Saved entries:
════

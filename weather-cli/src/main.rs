//! Binary crate for the `cityweather` command-line tool.
//!
//! This crate focuses on:
//! - Parsing CLI arguments
//! - Logging setup
//! - Human-friendly console messages around the core reports

use clap::Parser;
use tracing_subscriber::{layer::SubscriberExt, util::SubscriberInitExt};

mod cli;

#[tokio::main]
async fn main() -> anyhow::Result<()> {
    tracing_subscriber::registry()
        .with(
            tracing_subscriber::EnvFilter::try_from_default_env()
                .unwrap_or_else(|_| "cityweather=info,cityweather_core=info".into()),
        )
        .with(tracing_subscriber::fmt::layer().with_writer(std::io::stderr))
        .init();

    let cmd = cli::Cli::parse();
    cmd.run().await
}
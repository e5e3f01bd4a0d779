use crate::error::{GaiError, Result};
use serde::{Deserialize, Serialize};
use std::path::{Path, PathBuf};
use std::time::Duration;

pub const DEFAULT_CONFIG_FILE: &str = "gai.yaml";

// ---------------------------------------------------------------------------
// ConfigWarning / WarnLevel
// ---------------------------------------------------------------------------

#[derive(Debug, Clone, Serialize, Deserialize)]
pub struct ConfigWarning {
    pub level: WarnLevel,
    pub message: String,
}

#[derive(Debug, Clone, PartialEq, Serialize, Deserialize)]
#[serde(rename_all = "snake_case")]
pub enum WarnLevel {
    Warning,
    Error,
}

// ---------------------------------------------------------------------------
// ServerConfig
// ---------------------------------------------------------------------------

#[derive(Debug, Clone, PartialEq, Serialize, Deserialize)]
pub struct ServerConfig {
    #[serde(default = "default_bind")]
    pub bind: String,
    #[serde(default = "default_port")]
    pub port: u16,
}

fn default_bind() -> String {
    "0.0.0.0".to_string()
}

fn default_port() -> u16 {
    8080
}

impl Default for ServerConfig {
    fn default() -> Self {
        Self {
            bind: default_bind(),
            port: default_port(),
        }
    }
}

// ---------------------------------------------------------------------------
// BackendConfig
// ---------------------------------------------------------------------------

/// The operator back-end reached through the session manager.
#[derive(Debug, Clone, PartialEq, Serialize, Deserialize)]
pub struct BackendConfig {
    #[serde(default = "default_backend_url")]
    pub url: String,
    /// Where the access/refresh tokens are kept between CLI invocations.
    #[serde(default)]
    pub token_dir: Option<PathBuf>,
}

fn default_backend_url() -> String {
    "http://localhost:8000".to_string()
}

impl Default for BackendConfig {
    fn default() -> Self {
        Self {
            url: default_backend_url(),
            token_dir: None,
        }
    }
}

// ---------------------------------------------------------------------------
// PeerConfig
// ---------------------------------------------------------------------------

/// The counterpart system. Each direction has its own secret.
#[derive(Debug, Clone, PartialEq, Serialize, Deserialize)]
pub struct PeerConfig {
    #[serde(default = "default_peer_name")]
    pub name: String,
    #[serde(default = "default_peer_url")]
    pub url: String,
    /// Key the peer must present when calling our relay.
    #[serde(default)]
    pub inbound_api_key: Option<String>,
    /// Key we present when calling the peer's relay.
    #[serde(default)]
    pub outbound_api_key: Option<String>,
}

fn default_peer_name() -> String {
    "SMART-CITY".to_string()
}

fn default_peer_url() -> String {
    "http://localhost:3000".to_string()
}

impl Default for PeerConfig {
    fn default() -> Self {
        Self {
            name: default_peer_name(),
            url: default_peer_url(),
            inbound_api_key: None,
            outbound_api_key: None,
        }
    }
}

// ---------------------------------------------------------------------------
// Config
// ---------------------------------------------------------------------------

#[derive(Debug, Clone, PartialEq, Serialize, Deserialize)]
pub struct Config {
    #[serde(default = "default_system_name")]
    pub system_name: String,
    #[serde(default)]
    pub server: ServerConfig,
    #[serde(default)]
    pub backend: BackendConfig,
    #[serde(default)]
    pub peer: PeerConfig,
    #[serde(default = "default_timeout_secs")]
    pub request_timeout_secs: u64,
}

fn default_system_name() -> String {
    "GAI".to_string()
}

fn default_timeout_secs() -> u64 {
    10
}

impl Default for Config {
    fn default() -> Self {
        Self {
            system_name: default_system_name(),
            server: ServerConfig::default(),
            backend: BackendConfig::default(),
            peer: PeerConfig::default(),
            request_timeout_secs: default_timeout_secs(),
        }
    }
}

impl Config {
    pub fn load(path: &Path) -> Result<Self> {
        let data = std::fs::read_to_string(path)?;
        let cfg: Config = serde_yaml::from_str(&data)?;
        Ok(cfg)
    }

    /// Load `path` if it exists, otherwise start from defaults.
    pub fn load_or_default(path: &Path) -> Result<Self> {
        if path.exists() {
            Self::load(path)
        } else {
            Ok(Self::default())
        }
    }

    pub fn save(&self, path: &Path) -> Result<()> {
        let data = serde_yaml::to_string(self)?;
        crate::io::atomic_write(path, data.as_bytes())
    }

    /// Apply `GAI_*` overrides. `lookup` is usually `std::env::var(..).ok()`.
    pub fn apply_overrides(&mut self, lookup: impl Fn(&str) -> Option<String>) {
        if let Some(v) = lookup("GAI_BACKEND_URL") {
            self.backend.url = v;
        }
        if let Some(v) = lookup("GAI_PEER_URL") {
            self.peer.url = v;
        }
        if let Some(v) = lookup("GAI_INBOUND_API_KEY") {
            self.peer.inbound_api_key = Some(v);
        }
        if let Some(v) = lookup("GAI_OUTBOUND_API_KEY") {
            self.peer.outbound_api_key = Some(v);
        }
    }

    pub fn request_timeout(&self) -> Duration {
        Duration::from_secs(self.request_timeout_secs)
    }

    pub fn require_inbound_key(&self) -> Result<&str> {
        non_empty(self.peer.inbound_api_key.as_deref())
            .ok_or_else(|| GaiError::Config("peer.inbound_api_key is not set".into()))
    }

    pub fn require_outbound_key(&self) -> Result<&str> {
        non_empty(self.peer.outbound_api_key.as_deref())
            .ok_or_else(|| GaiError::Config("peer.outbound_api_key is not set".into()))
    }

    // -----------------------------------------------------------------------
    // Validation
    // -----------------------------------------------------------------------

    pub fn validate(&self) -> Vec<ConfigWarning> {
        let mut warnings = Vec::new();

        for (field, url) in [("backend.url", &self.backend.url), ("peer.url", &self.peer.url)] {
            if !(url.starts_with("http://") || url.starts_with("https://")) {
                warnings.push(ConfigWarning {
                    level: WarnLevel::Error,
                    message: format!("{field} '{url}' must start with http:// or https://"),
                });
            }
        }

        if self.request_timeout_secs == 0 {
            warnings.push(ConfigWarning {
                level: WarnLevel::Error,
                message: "request_timeout_secs must be greater than zero".into(),
            });
        }

        if non_empty(self.peer.inbound_api_key.as_deref()).is_none() {
            warnings.push(ConfigWarning {
                level: WarnLevel::Warning,
                message: "peer.inbound_api_key is not set; the relay receiver will not start"
                    .into(),
            });
        }
        if non_empty(self.peer.outbound_api_key.as_deref()).is_none() {
            warnings.push(ConfigWarning {
                level: WarnLevel::Warning,
                message: "peer.outbound_api_key is not set; records cannot be sent to the peer"
                    .into(),
            });
        }

        if let (Some(inbound), Some(outbound)) = (
            self.peer.inbound_api_key.as_deref(),
            self.peer.outbound_api_key.as_deref(),
        ) {
            if !inbound.is_empty() && inbound == outbound {
                warnings.push(ConfigWarning {
                    level: WarnLevel::Warning,
                    message: "inbound and outbound keys are identical; each direction should use its own secret".into(),
                });
            }
        }

        warnings
    }
}

fn non_empty(v: Option<&str>) -> Option<&str> {
    v.filter(|s| !s.is_empty())
}
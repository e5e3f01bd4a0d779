use anyhow::Context;
use gai_core::config::Config;

pub fn run(mut config: Config, bind: Option<String>, port: Option<u16>) -> anyhow::Result<()> {
    if let Some(bind) = bind {
        config.server.bind = bind;
    }
    if let Some(port) = port {
        config.server.port = port;
    }
    config
        .require_inbound_key()
        .context("cannot start relay receiver")?;

    let rt = tokio::runtime::Runtime::new()?;
    rt.block_on(async move {
        println!(
            "{} relay receiver on {}:{}  (peer: {})",
            config.system_name, config.server.bind, config.server.port, config.peer.name
        );

        tokio::select! {
            res = gai_server::serve(&config) => res,
            _ = tokio::signal::ctrl_c() => {
                tracing::info!("shutting down relay receiver");
                Ok(())
            }
        }
    })
}
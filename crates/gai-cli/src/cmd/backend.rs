use anyhow::Context;
use clap::Subcommand;
use gai_client::SessionManager;
use gai_core::config::Config;

use crate::output::finish;

#[derive(Subcommand)]
pub enum BackendSubcommand {
    /// Check that the operator back-end answers
    Check,
}

pub fn run(config: &Config, subcmd: BackendSubcommand, json: bool) -> anyhow::Result<()> {
    match subcmd {
        BackendSubcommand::Check => {
            let session =
                SessionManager::from_config(config).context("failed to set up back-end session")?;
            session.restore();
            let rt = tokio::runtime::Runtime::new()?;
            let result = rt.block_on(session.check_backend());
            finish(&result, json, |_| {})
        }
    }
}
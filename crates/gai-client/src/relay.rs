use std::time::Duration;

use gai_core::auth::API_KEY_HEADER;
use gai_core::config::Config;
use gai_core::{ApiResponse, Record, RecordKind, RelayStatus};

use crate::error::{ClientError, RELAY_FAILED};
use crate::reply::Reply;

pub type RelayResult = ApiResponse<serde_json::Value>;

/// Sends records to the counterpart system's relay receiver.
///
/// Every call is single-shot: no retry and no coalescing. Failures come back
/// as `success: false` results, never as errors.
#[derive(Debug, Clone)]
pub struct RelayClient {
    http: reqwest::Client,
    base_url: String,
    api_key: String,
}

impl RelayClient {
    pub fn new(
        base_url: impl Into<String>,
        api_key: impl Into<String>,
        timeout: Duration,
    ) -> Result<Self, ClientError> {
        let http = reqwest::Client::builder()
            .timeout(timeout)
            .build()
            .map_err(ClientError::Transport)?;
        Ok(Self {
            http,
            base_url: base_url.into().trim_end_matches('/').to_string(),
            api_key: api_key.into(),
        })
    }

    pub fn from_config(config: &Config) -> Result<Self, ClientError> {
        let key = config.require_outbound_key()?;
        Self::new(&config.peer.url, key, config.request_timeout())
    }

    fn url(&self, kind: RecordKind) -> String {
        format!("{}/relay/{}", self.base_url, kind)
    }

    /// POST `{ "<kind>": records }` to the peer.
    ///
    /// An empty slice is sent as-is; the peer treats it as a no-op.
    pub async fn send_batch(&self, kind: RecordKind, records: &[serde_json::Value]) -> RelayResult {
        match self.try_send(kind, records).await {
            Ok(data) => {
                let message = data
                    .get("message")
                    .and_then(|m| m.as_str())
                    .map(str::to_string);
                tracing::info!(kind = %kind, count = records.len(), "relayed batch to peer");
                ApiResponse::ok(data).with_message(message)
            }
            Err(e) => {
                tracing::warn!(kind = %kind, error = %e, "relay to peer failed");
                ApiResponse::failure(e.to_string())
            }
        }
    }

    async fn try_send(
        &self,
        kind: RecordKind,
        records: &[serde_json::Value],
    ) -> Result<serde_json::Value, ClientError> {
        let mut body = serde_json::Map::new();
        body.insert(
            kind.as_str().to_string(),
            serde_json::Value::Array(records.to_vec()),
        );

        let resp = self
            .http
            .post(self.url(kind))
            .header(API_KEY_HEADER, &self.api_key)
            .json(&body)
            .send()
            .await
            .map_err(ClientError::Transport)?;
        let reply = Reply::read(resp).await?;

        if !reply.status.is_success() {
            return Err(reply.into_peer_error(&["message"], Some(RELAY_FAILED)));
        }
        Ok(reply.into_data())
    }

    /// Share local records with the peer, tracking their relay status.
    ///
    /// All records move to `SENT` before the request and then together to
    /// `ACKNOWLEDGED` or `FAILED`. If any record may not be sent (wrong kind,
    /// already acknowledged, received from the peer) nothing is sent and no
    /// status changes.
    pub async fn dispatch(&self, kind: RecordKind, records: &mut [Record]) -> RelayResult {
        for record in records.iter() {
            if record.kind != kind {
                return ApiResponse::failure(format!(
                    "record {} is a {} record, not {kind}",
                    record.id, record.kind
                ));
            }
            if record.relay_status.is_terminal() {
                return ApiResponse::failure(format!(
                    "record {} was already acknowledged by the peer",
                    record.id
                ));
            }
            if let Err(e) = record.can_transition_to(RelayStatus::Sent) {
                return ApiResponse::failure(format!("record {}: {e}", record.id));
            }
        }

        for record in records.iter_mut() {
            if let Err(e) = record.mark_sent() {
                return ApiResponse::failure(format!("record {}: {e}", record.id));
            }
        }

        let payloads: Vec<serde_json::Value> = records.iter().map(|r| r.payload.clone()).collect();
        let result = self.send_batch(kind, &payloads).await;

        for record in records.iter_mut() {
            let outcome = if result.success {
                record.acknowledge()
            } else {
                record.fail()
            };
            if let Err(e) = outcome {
                tracing::error!(id = %record.id, error = %e, "relay status update rejected");
            }
        }
        result
    }

    /// GET everything the peer has stored for `kind`.
    pub async fn list_remote(&self, kind: RecordKind) -> RelayResult {
        match self.try_list(kind).await {
            Ok(data) => ApiResponse::ok(data),
            Err(e) => ApiResponse::failure(e.to_string()),
        }
    }

    async fn try_list(&self, kind: RecordKind) -> Result<serde_json::Value, ClientError> {
        let resp = self
            .http
            .get(self.url(kind))
            .header(API_KEY_HEADER, &self.api_key)
            .send()
            .await
            .map_err(ClientError::Transport)?;
        let reply = Reply::read(resp).await?;
        if !reply.status.is_success() {
            return Err(reply.into_peer_error(&["message"], Some(RELAY_FAILED)));
        }
        Ok(reply.into_data())
    }

    /// Authenticated probe against the peer's fines relay.
    pub async fn check_connection(&self) -> RelayResult {
        let resp = self
            .http
            .get(self.url(RecordKind::Fines))
            .header(API_KEY_HEADER, &self.api_key)
            .send()
            .await;
        match resp {
            Ok(r) if r.status().is_success() => ApiResponse::ok_message("Connection successful"),
            Ok(r) => {
                tracing::warn!(status = %r.status(), "peer connection check failed");
                ApiResponse::failure("Connection failed")
            }
            Err(e) => {
                tracing::warn!(error = %e, "peer is not reachable");
                ApiResponse::failure("peer is not reachable")
            }
        }
    }
}
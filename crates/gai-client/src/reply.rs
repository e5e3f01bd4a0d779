use reqwest::StatusCode;

use crate::error::ClientError;

/// A fully-read HTTP response.
#[derive(Debug, Clone)]
pub(crate) struct Reply {
    pub status: StatusCode,
    /// Parsed JSON body, or `Null` when the body is not JSON.
    pub json: serde_json::Value,
    pub raw: String,
}

impl Reply {
    pub async fn read(resp: reqwest::Response) -> Result<Self, ClientError> {
        let status = resp.status();
        let raw = resp.text().await.map_err(ClientError::Transport)?;
        let json = serde_json::from_str(&raw).unwrap_or(serde_json::Value::Null);
        Ok(Self { status, json, raw })
    }

    /// First string field among `fields`, if any.
    pub fn field(&self, fields: &[&str]) -> Option<String> {
        fields
            .iter()
            .find_map(|f| self.json.get(*f).and_then(|v| v.as_str()))
            .map(str::to_string)
    }

    /// Body to hand back to the caller on success.
    pub fn into_data(self) -> serde_json::Value {
        if self.json.is_null() && !self.raw.trim().is_empty() {
            serde_json::Value::String(self.raw)
        } else {
            self.json
        }
    }

    pub fn into_peer_error(self, fields: &[&str], fallback: Option<&str>) -> ClientError {
        let message = self.field(fields).unwrap_or_else(|| match fallback {
            Some(f) => f.to_string(),
            None if self.raw.trim().is_empty() => self
                .status
                .canonical_reason()
                .unwrap_or("request failed")
                .to_string(),
            None => self.raw.clone(),
        });
        ClientError::Peer {
            status: self.status.as_u16(),
            message,
        }
    }
}
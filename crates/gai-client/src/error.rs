use thiserror::Error;

/// Message used for every transport-level failure. This is a local
/// classification; nothing from the peer is involved.
pub const CONNECTION_FAILED: &str = "connection failed";

/// Fallback when the peer rejects a relay call without a usable message.
pub const RELAY_FAILED: &str = "relay failed";

#[derive(Debug, Error)]
pub enum ClientError {
    #[error("connection failed")]
    Transport(#[source] reqwest::Error),

    /// The remote system answered with a non-success status.
    #[error("{message}")]
    Peer { status: u16, message: String },

    #[error("not logged in; run `gai login` first")]
    NotAuthenticated,

    /// Refresh was refused; the stored tokens have been discarded.
    #[error("session expired; log in again")]
    SessionExpired,

    #[error("unexpected response: {0}")]
    UnexpectedResponse(String),

    #[error(transparent)]
    Core(#[from] gai_core::GaiError),

    #[error(transparent)]
    Json(#[from] serde_json::Error),
}

impl ClientError {
    pub fn status(&self) -> Option<u16> {
        match self {
            ClientError::Peer { status, .. } => Some(*status),
            _ => None,
        }
    }

    pub fn is_unauthorized(&self) -> bool {
        self.status() == Some(401)
    }
}
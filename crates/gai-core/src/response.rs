use serde::{Deserialize, Serialize};

/// Uniform result shape returned across the relay and session boundaries.
///
/// Callers inspect `success` instead of handling errors; failures carry a
/// human-readable `error`.
#[derive(Debug, Clone, PartialEq, Serialize, Deserialize)]
pub struct ApiResponse<T = serde_json::Value> {
    pub success: bool,
    #[serde(default, skip_serializing_if = "Option::is_none")]
    pub message: Option<String>,
    #[serde(default, skip_serializing_if = "Option::is_none")]
    pub data: Option<T>,
    #[serde(default, skip_serializing_if = "Option::is_none")]
    pub error: Option<String>,
}

impl<T> ApiResponse<T> {
    pub fn ok(data: T) -> Self {
        Self {
            success: true,
            message: None,
            data: Some(data),
            error: None,
        }
    }

    pub fn ok_message(message: impl Into<String>) -> Self {
        Self {
            success: true,
            message: Some(message.into()),
            data: None,
            error: None,
        }
    }

    pub fn failure(error: impl Into<String>) -> Self {
        Self {
            success: false,
            message: None,
            data: None,
            error: Some(error.into()),
        }
    }

    pub fn with_message(mut self, message: Option<String>) -> Self {
        self.message = message;
        self
    }

    pub fn map<U>(self, f: impl FnOnce(T) -> U) -> ApiResponse<U> {
        ApiResponse {
            success: self.success,
            message: self.message,
            data: self.data.map(f),
            error: self.error,
        }
    }
}
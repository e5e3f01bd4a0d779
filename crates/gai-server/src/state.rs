use std::collections::BTreeMap;
use std::sync::Arc;

use gai_core::config::Config;
use gai_core::inbox::RelayInbox;
use gai_core::store::{MemoryStore, RecordStore};
use gai_core::{GaiError, RecordKind};

/// Shared application state passed to all route handlers.
#[derive(Clone)]
pub struct AppState {
    pub system_name: Arc<str>,
    pub peer_name: Arc<str>,
    pub api_key: Arc<str>,
    inboxes: Arc<BTreeMap<RecordKind, Arc<RelayInbox>>>,
}

impl AppState {
    /// One in-memory store per record kind, all accepting `api_key`.
    pub fn new(
        system_name: impl Into<String>,
        peer_name: impl Into<String>,
        api_key: impl Into<String>,
    ) -> Self {
        let peer_name: String = peer_name.into();
        let inboxes = RecordKind::all()
            .iter()
            .map(|&kind| {
                let store: Arc<dyn RecordStore> = Arc::new(MemoryStore::new());
                (kind, Arc::new(RelayInbox::new(kind, &peer_name, store)))
            })
            .collect();
        Self {
            system_name: Arc::from(system_name.into()),
            peer_name: Arc::from(peer_name),
            api_key: Arc::from(api_key.into()),
            inboxes: Arc::new(inboxes),
        }
    }

    pub fn from_config(config: &Config) -> gai_core::Result<Self> {
        let key = config.require_inbound_key()?;
        Ok(Self::new(&config.system_name, &config.peer.name, key))
    }

    /// Replace the store backing `kind`. The kind keeps its id generator.
    pub fn with_store(mut self, kind: RecordKind, store: Arc<dyn RecordStore>) -> Self {
        let mut inboxes = (*self.inboxes).clone();
        let inbox = match inboxes.get(&kind) {
            Some(existing) => existing.with_store(store),
            None => RelayInbox::new(kind, self.peer_name.as_ref(), store),
        };
        inboxes.insert(kind, Arc::new(inbox));
        self.inboxes = Arc::new(inboxes);
        self
    }

    pub fn inbox(&self, kind: RecordKind) -> gai_core::Result<&Arc<RelayInbox>> {
        self.inboxes
            .get(&kind)
            .ok_or_else(|| GaiError::UnknownKind(kind.to_string()))
    }
}
use serde::Serialize;

pub fn print_json<T: Serialize>(value: &T) -> anyhow::Result<()> {
    let json = serde_json::to_string_pretty(value)?;
    println!("{json}");
    Ok(())
}

pub fn print_table(headers: &[&str], rows: Vec<Vec<String>>) {
    let mut widths: Vec<usize> = headers.iter().map(|h| h.len()).collect();
    for row in &rows {
        for (i, cell) in row.iter().enumerate() {
            if i < widths.len() {
                widths[i] = widths[i].max(cell.len());
            }
        }
    }

    let header_row: Vec<String> = headers
        .iter()
        .enumerate()
        .map(|(i, h)| format!("{:width$}", h, width = widths[i]))
        .collect();
    println!("{}", header_row.join("  "));

    let sep: Vec<String> = widths.iter().map(|&w| "-".repeat(w)).collect();
    println!("{}", sep.join("  "));

    for row in &rows {
        let cells: Vec<String> = row
            .iter()
            .enumerate()
            .map(|(i, cell)| {
                let w = widths.get(i).copied().unwrap_or(0);
                format!("{:width$}", cell, width = w)
            })
            .collect();
        println!("{}", cells.join("  "));
    }
}

/// Print an `ApiResponse`-shaped outcome and turn a failure into an error so
/// the process exits non-zero.
pub fn finish<T: Serialize>(
    result: &gai_core::ApiResponse<T>,
    json: bool,
    human: impl FnOnce(&T),
) -> anyhow::Result<()> {
    if json {
        print_json(result)?;
    } else if result.success {
        if let Some(message) = &result.message {
            println!("{message}");
        }
        if let Some(data) = &result.data {
            human(data);
        }
    }
    if !result.success {
        anyhow::bail!("{}", result.error.as_deref().unwrap_or("request failed"));
    }
    Ok(())
}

════

- [EXERCISE DETAILS] Gather each line from the entries above that includes the word "direction".

- [SOLUTION TO THIS EXERCISE]
/// The counterpart system. Each direction has its own secret.
                    message: "inbound and outbound keys are identical; each direction should use its own secret".into(),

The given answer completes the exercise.